- WORK TO BE COMPLETED:
Copy out the data line by line exactly, from its start to the line bearing "fn register(&mut self, chain: Option<Vec<usize>>)", inclusive.

= Beginning of Section =

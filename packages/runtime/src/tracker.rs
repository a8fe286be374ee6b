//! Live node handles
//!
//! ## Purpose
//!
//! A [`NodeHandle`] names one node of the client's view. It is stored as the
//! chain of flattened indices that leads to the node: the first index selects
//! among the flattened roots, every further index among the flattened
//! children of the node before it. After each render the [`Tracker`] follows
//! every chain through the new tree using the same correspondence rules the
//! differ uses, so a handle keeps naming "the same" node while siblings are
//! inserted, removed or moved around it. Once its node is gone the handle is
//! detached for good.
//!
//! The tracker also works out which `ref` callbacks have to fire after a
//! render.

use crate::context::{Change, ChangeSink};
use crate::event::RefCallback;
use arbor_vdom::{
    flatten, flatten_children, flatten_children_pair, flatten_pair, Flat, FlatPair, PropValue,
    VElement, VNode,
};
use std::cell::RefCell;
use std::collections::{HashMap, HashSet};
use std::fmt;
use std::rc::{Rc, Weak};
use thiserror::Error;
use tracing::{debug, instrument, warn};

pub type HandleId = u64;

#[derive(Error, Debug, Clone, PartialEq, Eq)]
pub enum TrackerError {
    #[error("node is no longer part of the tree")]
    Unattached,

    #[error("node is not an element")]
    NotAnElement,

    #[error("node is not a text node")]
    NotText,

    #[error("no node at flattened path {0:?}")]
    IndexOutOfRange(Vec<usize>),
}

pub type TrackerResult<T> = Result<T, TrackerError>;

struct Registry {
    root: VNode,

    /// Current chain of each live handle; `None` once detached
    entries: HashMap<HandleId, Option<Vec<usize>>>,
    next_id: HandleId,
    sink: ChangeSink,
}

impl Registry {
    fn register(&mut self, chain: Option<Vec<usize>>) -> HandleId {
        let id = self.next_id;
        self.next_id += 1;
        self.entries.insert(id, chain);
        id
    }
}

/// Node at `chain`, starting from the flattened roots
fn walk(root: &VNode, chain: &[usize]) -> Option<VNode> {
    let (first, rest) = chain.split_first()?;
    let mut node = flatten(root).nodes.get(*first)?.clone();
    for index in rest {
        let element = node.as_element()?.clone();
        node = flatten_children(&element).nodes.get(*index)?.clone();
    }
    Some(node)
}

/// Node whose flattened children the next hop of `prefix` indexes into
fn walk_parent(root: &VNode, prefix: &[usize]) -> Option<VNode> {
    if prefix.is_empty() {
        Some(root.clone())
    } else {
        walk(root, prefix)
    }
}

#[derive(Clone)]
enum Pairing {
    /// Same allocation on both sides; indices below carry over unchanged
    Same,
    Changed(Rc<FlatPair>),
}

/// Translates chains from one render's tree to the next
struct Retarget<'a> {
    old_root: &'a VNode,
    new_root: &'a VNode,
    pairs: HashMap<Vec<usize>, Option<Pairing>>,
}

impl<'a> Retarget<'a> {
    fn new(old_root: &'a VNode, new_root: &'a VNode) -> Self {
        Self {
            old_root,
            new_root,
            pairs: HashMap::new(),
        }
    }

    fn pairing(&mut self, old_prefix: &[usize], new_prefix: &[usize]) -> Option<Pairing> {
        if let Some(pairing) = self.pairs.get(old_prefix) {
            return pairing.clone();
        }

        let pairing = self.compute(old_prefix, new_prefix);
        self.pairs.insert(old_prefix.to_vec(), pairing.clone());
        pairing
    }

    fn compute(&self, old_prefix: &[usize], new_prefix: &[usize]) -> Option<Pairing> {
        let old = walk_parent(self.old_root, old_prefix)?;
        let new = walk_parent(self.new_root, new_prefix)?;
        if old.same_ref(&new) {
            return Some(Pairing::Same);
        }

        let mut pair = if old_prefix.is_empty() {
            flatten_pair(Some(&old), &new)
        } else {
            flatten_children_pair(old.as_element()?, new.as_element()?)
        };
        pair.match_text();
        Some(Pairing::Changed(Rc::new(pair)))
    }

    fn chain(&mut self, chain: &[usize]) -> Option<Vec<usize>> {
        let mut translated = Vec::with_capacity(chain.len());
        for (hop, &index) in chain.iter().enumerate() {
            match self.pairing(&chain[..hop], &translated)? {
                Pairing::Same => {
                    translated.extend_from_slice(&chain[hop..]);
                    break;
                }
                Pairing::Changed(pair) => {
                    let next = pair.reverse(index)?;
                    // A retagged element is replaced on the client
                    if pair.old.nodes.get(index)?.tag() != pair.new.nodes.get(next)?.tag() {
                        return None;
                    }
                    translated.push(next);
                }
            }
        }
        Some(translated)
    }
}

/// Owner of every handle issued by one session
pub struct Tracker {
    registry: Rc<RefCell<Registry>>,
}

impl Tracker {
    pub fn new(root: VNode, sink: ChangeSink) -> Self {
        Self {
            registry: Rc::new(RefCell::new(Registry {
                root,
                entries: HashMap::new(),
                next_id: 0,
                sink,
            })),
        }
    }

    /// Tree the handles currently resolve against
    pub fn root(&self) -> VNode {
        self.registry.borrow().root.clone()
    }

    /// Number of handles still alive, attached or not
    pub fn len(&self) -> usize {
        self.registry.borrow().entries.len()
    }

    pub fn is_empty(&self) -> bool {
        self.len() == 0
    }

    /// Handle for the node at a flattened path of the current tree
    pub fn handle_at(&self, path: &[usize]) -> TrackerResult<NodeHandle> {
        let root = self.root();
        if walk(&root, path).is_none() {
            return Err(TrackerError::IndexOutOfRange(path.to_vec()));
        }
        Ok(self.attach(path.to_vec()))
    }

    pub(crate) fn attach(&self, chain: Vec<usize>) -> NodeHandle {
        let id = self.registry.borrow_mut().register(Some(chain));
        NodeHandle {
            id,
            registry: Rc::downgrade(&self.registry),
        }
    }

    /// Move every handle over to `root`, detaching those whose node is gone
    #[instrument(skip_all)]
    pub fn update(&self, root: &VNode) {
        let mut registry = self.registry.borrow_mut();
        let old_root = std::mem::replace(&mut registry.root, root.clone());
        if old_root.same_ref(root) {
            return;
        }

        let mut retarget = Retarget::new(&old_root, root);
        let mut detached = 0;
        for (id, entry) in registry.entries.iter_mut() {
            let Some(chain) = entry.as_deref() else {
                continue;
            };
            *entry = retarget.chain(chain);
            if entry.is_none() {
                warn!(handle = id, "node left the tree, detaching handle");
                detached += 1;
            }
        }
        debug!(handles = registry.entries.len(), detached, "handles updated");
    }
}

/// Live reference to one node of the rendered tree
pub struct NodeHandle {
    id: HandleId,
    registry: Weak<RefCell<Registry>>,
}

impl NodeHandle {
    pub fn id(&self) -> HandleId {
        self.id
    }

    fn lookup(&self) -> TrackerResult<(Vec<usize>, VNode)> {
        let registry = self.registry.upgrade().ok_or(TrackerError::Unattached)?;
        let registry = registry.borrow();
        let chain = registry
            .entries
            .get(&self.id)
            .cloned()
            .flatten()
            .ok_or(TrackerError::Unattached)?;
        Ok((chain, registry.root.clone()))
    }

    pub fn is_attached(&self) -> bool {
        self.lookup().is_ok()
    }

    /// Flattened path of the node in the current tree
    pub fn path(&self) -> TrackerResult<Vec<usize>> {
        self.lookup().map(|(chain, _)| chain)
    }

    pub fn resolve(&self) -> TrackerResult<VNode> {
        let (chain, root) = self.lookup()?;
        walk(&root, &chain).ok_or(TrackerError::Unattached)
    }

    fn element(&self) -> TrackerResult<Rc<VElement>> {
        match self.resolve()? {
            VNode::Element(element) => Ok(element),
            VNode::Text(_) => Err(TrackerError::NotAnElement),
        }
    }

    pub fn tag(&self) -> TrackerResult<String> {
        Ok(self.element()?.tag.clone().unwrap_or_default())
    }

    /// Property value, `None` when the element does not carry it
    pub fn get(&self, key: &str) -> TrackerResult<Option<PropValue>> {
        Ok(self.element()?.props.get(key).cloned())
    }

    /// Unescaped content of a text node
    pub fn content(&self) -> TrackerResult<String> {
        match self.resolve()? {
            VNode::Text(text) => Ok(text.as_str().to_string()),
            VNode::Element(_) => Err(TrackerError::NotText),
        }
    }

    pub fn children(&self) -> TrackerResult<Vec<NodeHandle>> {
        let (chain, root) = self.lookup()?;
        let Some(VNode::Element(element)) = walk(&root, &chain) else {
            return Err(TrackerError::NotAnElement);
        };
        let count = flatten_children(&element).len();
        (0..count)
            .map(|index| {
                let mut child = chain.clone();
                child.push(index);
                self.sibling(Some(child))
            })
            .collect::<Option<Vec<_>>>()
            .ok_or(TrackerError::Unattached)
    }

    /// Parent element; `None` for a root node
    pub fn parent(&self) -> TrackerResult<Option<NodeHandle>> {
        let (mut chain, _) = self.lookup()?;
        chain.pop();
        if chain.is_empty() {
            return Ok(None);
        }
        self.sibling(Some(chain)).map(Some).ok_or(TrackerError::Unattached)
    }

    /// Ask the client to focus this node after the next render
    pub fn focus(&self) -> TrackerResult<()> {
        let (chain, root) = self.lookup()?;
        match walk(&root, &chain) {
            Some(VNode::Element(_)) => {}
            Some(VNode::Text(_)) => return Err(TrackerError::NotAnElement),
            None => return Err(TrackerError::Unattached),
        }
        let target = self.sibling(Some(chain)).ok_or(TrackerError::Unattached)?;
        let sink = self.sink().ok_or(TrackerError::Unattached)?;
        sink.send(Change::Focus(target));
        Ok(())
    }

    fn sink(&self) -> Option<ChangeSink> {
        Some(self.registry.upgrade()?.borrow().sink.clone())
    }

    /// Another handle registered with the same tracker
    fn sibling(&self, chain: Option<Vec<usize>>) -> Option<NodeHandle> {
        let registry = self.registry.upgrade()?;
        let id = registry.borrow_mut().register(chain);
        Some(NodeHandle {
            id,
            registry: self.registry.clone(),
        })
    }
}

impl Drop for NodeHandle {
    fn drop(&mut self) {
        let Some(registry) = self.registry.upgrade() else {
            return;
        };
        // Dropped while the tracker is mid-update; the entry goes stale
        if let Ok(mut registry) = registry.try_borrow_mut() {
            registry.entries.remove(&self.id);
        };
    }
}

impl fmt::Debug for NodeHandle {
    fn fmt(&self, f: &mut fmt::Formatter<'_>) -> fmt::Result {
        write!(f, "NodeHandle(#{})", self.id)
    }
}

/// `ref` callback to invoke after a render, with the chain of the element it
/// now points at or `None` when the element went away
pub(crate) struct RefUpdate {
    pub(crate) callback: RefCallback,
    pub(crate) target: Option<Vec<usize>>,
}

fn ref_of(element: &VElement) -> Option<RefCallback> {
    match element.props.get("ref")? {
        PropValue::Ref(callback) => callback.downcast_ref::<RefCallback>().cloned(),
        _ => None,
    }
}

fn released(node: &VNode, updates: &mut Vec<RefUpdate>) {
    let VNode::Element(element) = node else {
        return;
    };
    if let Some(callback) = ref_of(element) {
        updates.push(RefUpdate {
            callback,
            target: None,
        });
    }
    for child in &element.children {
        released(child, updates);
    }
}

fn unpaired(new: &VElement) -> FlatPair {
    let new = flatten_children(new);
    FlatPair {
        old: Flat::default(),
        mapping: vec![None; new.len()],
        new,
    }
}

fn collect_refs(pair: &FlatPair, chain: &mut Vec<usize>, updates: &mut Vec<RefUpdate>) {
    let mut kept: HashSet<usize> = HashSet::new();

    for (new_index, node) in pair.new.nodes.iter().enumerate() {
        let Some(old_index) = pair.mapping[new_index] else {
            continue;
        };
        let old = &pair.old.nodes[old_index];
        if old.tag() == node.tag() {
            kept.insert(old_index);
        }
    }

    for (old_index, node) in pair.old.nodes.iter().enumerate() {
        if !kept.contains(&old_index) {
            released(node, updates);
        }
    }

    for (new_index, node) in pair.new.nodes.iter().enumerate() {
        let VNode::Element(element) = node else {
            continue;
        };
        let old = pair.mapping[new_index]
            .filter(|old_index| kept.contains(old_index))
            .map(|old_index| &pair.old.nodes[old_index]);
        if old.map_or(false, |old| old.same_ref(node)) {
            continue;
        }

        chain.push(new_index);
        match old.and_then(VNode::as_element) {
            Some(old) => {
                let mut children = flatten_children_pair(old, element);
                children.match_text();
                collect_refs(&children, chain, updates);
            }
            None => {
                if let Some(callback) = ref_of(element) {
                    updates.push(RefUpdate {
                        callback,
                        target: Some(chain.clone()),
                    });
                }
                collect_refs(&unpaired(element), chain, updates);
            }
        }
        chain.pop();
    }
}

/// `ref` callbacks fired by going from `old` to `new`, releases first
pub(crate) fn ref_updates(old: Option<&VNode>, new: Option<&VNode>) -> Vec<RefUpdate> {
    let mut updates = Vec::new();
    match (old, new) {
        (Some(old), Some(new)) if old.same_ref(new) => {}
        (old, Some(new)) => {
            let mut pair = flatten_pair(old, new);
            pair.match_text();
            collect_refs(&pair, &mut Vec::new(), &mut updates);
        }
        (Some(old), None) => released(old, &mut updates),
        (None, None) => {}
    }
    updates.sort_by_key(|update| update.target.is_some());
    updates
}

= End of Section =

- OUTPUT BELOW:
filename packages/runtime/src/tracker.rs
repository a8fe286be374ee6b
//! Live node handles
//!
//! ## Purpose
//!
//! A [`NodeHandle`] names one node of the client's view. It is stored as the
//! chain of flattened indices that leads to the node: the first index selects
//! among the flattened roots, every further index among the flattened
//! children of the node before it. After each render the [`Tracker`] follows
//! every chain through the new tree using the same correspondence rules the
//! differ uses, so a handle keeps naming "the same" node while siblings are
//! inserted, removed or moved around it. Once its node is gone the handle is
//! detached for good.
//!
//! The tracker also works out which `ref` callbacks have to fire after a
//! render.

use crate::context::{Change, ChangeSink};
use crate::event::RefCallback;
use arbor_vdom::{
    flatten, flatten_children, flatten_children_pair, flatten_pair, Flat, FlatPair, PropValue,
    VElement, VNode,
};
use std::cell::RefCell;
use std::collections::{HashMap, HashSet};
use std::fmt;
use std::rc::{Rc, Weak};
use thiserror::Error;
use tracing::{debug, instrument, warn};

pub type HandleId = u64;

#[derive(Error, Debug, Clone, PartialEq, Eq)]
pub enum TrackerError {
    #[error("node is no longer part of the tree")]
    Unattached,

    #[error("node is not an element")]
    NotAnElement,

    #[error("node is not a text node")]
    NotText,

    #[error("no node at flattened path {0:?}")]
    IndexOutOfRange(Vec<usize>),
}

pub type TrackerResult<T> = Result<T, TrackerError>;

struct Registry {
    root: VNode,

    /// Current chain of each live handle; `None` once detached
    entries: HashMap<HandleId, Option<Vec<usize>>>,
    next_id: HandleId,
    sink: ChangeSink,
}

impl Registry {
    fn register(&mut self, chain: Option<Vec<usize>>) -> HandleId {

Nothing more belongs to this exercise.